BEGIN

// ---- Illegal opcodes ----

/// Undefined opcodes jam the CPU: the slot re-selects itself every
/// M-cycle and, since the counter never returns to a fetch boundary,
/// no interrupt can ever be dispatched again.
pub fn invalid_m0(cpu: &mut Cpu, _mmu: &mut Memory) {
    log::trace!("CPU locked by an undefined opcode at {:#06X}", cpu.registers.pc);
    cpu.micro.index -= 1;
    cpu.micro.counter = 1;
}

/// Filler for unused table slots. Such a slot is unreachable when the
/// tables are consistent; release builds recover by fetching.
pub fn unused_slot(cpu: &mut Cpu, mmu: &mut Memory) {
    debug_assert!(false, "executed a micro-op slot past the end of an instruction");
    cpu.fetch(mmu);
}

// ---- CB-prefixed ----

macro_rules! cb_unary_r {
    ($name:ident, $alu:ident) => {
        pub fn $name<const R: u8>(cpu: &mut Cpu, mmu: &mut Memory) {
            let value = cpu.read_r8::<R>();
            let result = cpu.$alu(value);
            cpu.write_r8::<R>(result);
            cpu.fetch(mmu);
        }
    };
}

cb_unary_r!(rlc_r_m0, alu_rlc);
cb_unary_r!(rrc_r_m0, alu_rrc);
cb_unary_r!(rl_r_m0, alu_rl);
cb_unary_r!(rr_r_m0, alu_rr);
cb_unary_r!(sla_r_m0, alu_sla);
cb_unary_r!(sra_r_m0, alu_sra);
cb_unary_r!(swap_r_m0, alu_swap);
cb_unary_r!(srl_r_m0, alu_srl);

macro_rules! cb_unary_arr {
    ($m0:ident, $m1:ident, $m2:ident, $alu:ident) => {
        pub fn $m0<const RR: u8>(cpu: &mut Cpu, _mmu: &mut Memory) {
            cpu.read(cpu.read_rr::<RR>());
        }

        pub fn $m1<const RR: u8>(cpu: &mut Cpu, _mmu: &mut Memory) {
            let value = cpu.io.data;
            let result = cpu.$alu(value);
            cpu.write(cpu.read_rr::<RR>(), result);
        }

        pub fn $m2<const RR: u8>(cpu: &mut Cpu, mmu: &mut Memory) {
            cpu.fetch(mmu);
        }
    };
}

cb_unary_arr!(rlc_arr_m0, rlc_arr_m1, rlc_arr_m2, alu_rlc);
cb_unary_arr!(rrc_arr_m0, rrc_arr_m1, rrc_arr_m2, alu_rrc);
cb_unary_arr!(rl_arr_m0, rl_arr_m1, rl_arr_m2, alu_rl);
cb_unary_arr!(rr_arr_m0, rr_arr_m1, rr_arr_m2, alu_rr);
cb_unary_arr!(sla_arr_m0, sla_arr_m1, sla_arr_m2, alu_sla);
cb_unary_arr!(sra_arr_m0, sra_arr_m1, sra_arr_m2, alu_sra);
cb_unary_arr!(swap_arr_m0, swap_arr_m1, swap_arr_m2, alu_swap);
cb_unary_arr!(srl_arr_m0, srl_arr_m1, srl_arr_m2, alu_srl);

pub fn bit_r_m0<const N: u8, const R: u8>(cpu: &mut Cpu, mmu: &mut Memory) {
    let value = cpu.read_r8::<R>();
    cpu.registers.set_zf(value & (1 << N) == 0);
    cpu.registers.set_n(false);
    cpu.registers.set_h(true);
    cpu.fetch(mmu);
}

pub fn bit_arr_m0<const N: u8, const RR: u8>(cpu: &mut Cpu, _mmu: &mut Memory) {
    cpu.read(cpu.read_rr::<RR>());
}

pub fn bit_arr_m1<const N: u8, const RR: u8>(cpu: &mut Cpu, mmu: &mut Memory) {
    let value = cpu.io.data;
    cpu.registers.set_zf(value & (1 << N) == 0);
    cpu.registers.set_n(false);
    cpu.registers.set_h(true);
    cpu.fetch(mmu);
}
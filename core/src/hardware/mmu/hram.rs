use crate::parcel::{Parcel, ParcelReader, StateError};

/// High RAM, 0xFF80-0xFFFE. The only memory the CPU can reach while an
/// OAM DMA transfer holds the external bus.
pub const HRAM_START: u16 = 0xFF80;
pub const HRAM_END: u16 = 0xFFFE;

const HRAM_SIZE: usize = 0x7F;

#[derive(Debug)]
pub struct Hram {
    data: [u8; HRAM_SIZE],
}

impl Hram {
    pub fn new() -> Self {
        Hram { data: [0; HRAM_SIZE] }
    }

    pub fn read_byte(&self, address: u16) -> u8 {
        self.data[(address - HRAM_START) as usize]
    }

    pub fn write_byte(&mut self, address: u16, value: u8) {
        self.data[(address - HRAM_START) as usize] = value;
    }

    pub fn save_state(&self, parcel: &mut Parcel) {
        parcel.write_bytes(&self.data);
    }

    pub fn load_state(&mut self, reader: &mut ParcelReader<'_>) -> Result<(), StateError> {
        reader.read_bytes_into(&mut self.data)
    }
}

END

### Instructions for the task
Retype the data shown above so that each line matches the original.

### Written response
// ---- Illegal opcodes ----

/// Undefined opcodes jam the CPU: the slot re-selects itself every
/// M-cycle and, since the counter never returns to a fetch boundary,
/// no interrupt can ever be dispatched again.
pub fn invalid_m0(cpu: &mut Cpu, _mmu: &mut Memory) {
    log::trace!("CPU locked by an undefined opcode at {:#06X}", cpu.registers.pc);
    cpu.micro.index -= 1;
    cpu.micro.counter = 1;
}

/// Filler for unused table slots. Such a slot is unreachable when the
/// tables are consistent; release builds recover by fetching.
pub fn unused_slot(cpu: &mut Cpu, mmu: &mut Memory) {
    debug_assert!(false, "executed a micro-op slot past the end of an instruction");
    cpu.fetch(mmu);
}

// ---- CB-prefixed ----

macro_rules! cb_unary_r {
    ($name:ident, $alu:ident) => {
        pub fn $name<const R: u8>(cpu: &mut Cpu, mmu: &mut Memory) {
            let value = cpu.read_r8::<R>();
            let result = cpu.$alu(value);
            cpu.write_r8::<R>(result);
            cpu.fetch(mmu);
        }
    };
}

cb_unary_r!(rlc_r_m0, alu_rlc);
cb_unary_r!(rrc_r_m0, alu_rrc);
cb_unary_r!(rl_r_m0, alu_rl);
cb_unary_r!(rr_r_m0, alu_rr);
cb_unary_r!(sla_r_m0, alu_sla);
cb_unary_r!(sra_r_m0, alu_sra);
cb_unary_r!(swap_r_m0, alu_swap);
cb_unary_r!(srl_r_m0, alu_srl);

macro_rules! cb_unary_arr {
    ($m0:ident, $m1:ident, $m2:ident, $alu:ident) => {
        pub fn $m0<const RR: u8>(cpu: &mut Cpu, _mmu: &mut Memory) {
            cpu.read(cpu.read_rr::<RR>());
        }

        pub fn $m1<const RR: u8>(cpu: &mut Cpu, _mmu: &mut Memory) {
            let value = cpu.io.data;
            let result = cpu.$alu(value);
            cpu.write(cpu.read_rr::<RR>(), result);
        }

        pub fn $m2<const RR: u8>(cpu: &mut Cpu, mmu: &mut Memory) {
            cpu.fetch(mmu);
        }
    };
}

cb_unary_arr!(rlc_arr_m0, rlc_arr_m1, rlc_arr_m2, alu_rlc);
cb_unary_arr!(rrc_arr_m0, rrc_arr_m1, rrc_arr_m2, alu_rrc);
cb_unary_arr!(rl_arr_m0, rl_arr_m1, rl_arr_m2, alu_rl);
cb_unary_arr!(rr_arr_m0, rr_arr_m1, rr_arr_m2, alu_rr);
cb_unary_arr!(sla_arr_m0, sla_arr_m1, sla_arr_m2, alu_sla);
cb_unary_arr!(sra_arr_m0, sra_arr_m1, sra_arr_m2, alu_sra);
cb_unary_arr!(swap_arr_m0, swap_arr_m1, swap_arr_m2, alu_swap);
cb_unary_arr!(srl_arr_m0, srl_arr_m1, srl_arr_m2, alu_srl);

pub fn bit_r_m0<const N: u8, const R: u8>(cpu: &mut Cpu, mmu: &mut Memory) {
    let value = cpu.read_r8::<R>();
    cpu.registers.set_zf(value & (1 << N) == 0);
    cpu.registers.set_n(false);
    cpu.registers.set_h(true);
    cpu.fetch(mmu);
}

pub fn bit_arr_m0<const N: u8, const RR: u8>(cpu: &mut Cpu, _mmu: &mut Memory) {
    cpu.read(cpu.read_rr::<RR>());
}

pub fn bit_arr_m1<const N: u8, const RR: u8>(cpu: &mut Cpu, mmu: &mut Memory) {
    let value = cpu.io.data;
    cpu.registers.set_zf(value & (1 << N) == 0);
    cpu.registers.set_n(false);
    cpu.registers.set_h(true);
    cpu.fetch(mmu);
}
filename core/src/hardware/mmu/hram.rs
use crate::parcel::{Parcel, ParcelReader, StateError};

/// High RAM, 0xFF80-0xFFFE. The only memory the CPU can reach while an
/// OAM DMA transfer holds the external bus.
pub const HRAM_START: u16 = 0xFF80;
pub const HRAM_END: u16 = 0xFFFE;

const HRAM_SIZE: usize = 0x7F;

#[derive(Debug)]
pub struct Hram {
    data: [u8; HRAM_SIZE],
}

impl Hram {
    pub fn new() -> Self {
        Hram { data: [0; HRAM_SIZE] }
    }

    pub fn read_byte(&self, address: u16) -> u8 {
        self.data[(address - HRAM_START) as usize]
    }

    pub fn write_byte(&mut self, address: u16, value: u8) {
        self.data[(address - HRAM_START) as usize] = value;
    }

    pub fn save_state(&self, parcel: &mut Parcel) {
        parcel.write_bytes(&self.data);
    }

    pub fn load_state(&mut self, reader: &mut ParcelReader<'_>) -> Result<(), StateError> {
        reader.read_bytes_into(&mut self.data)
    }
}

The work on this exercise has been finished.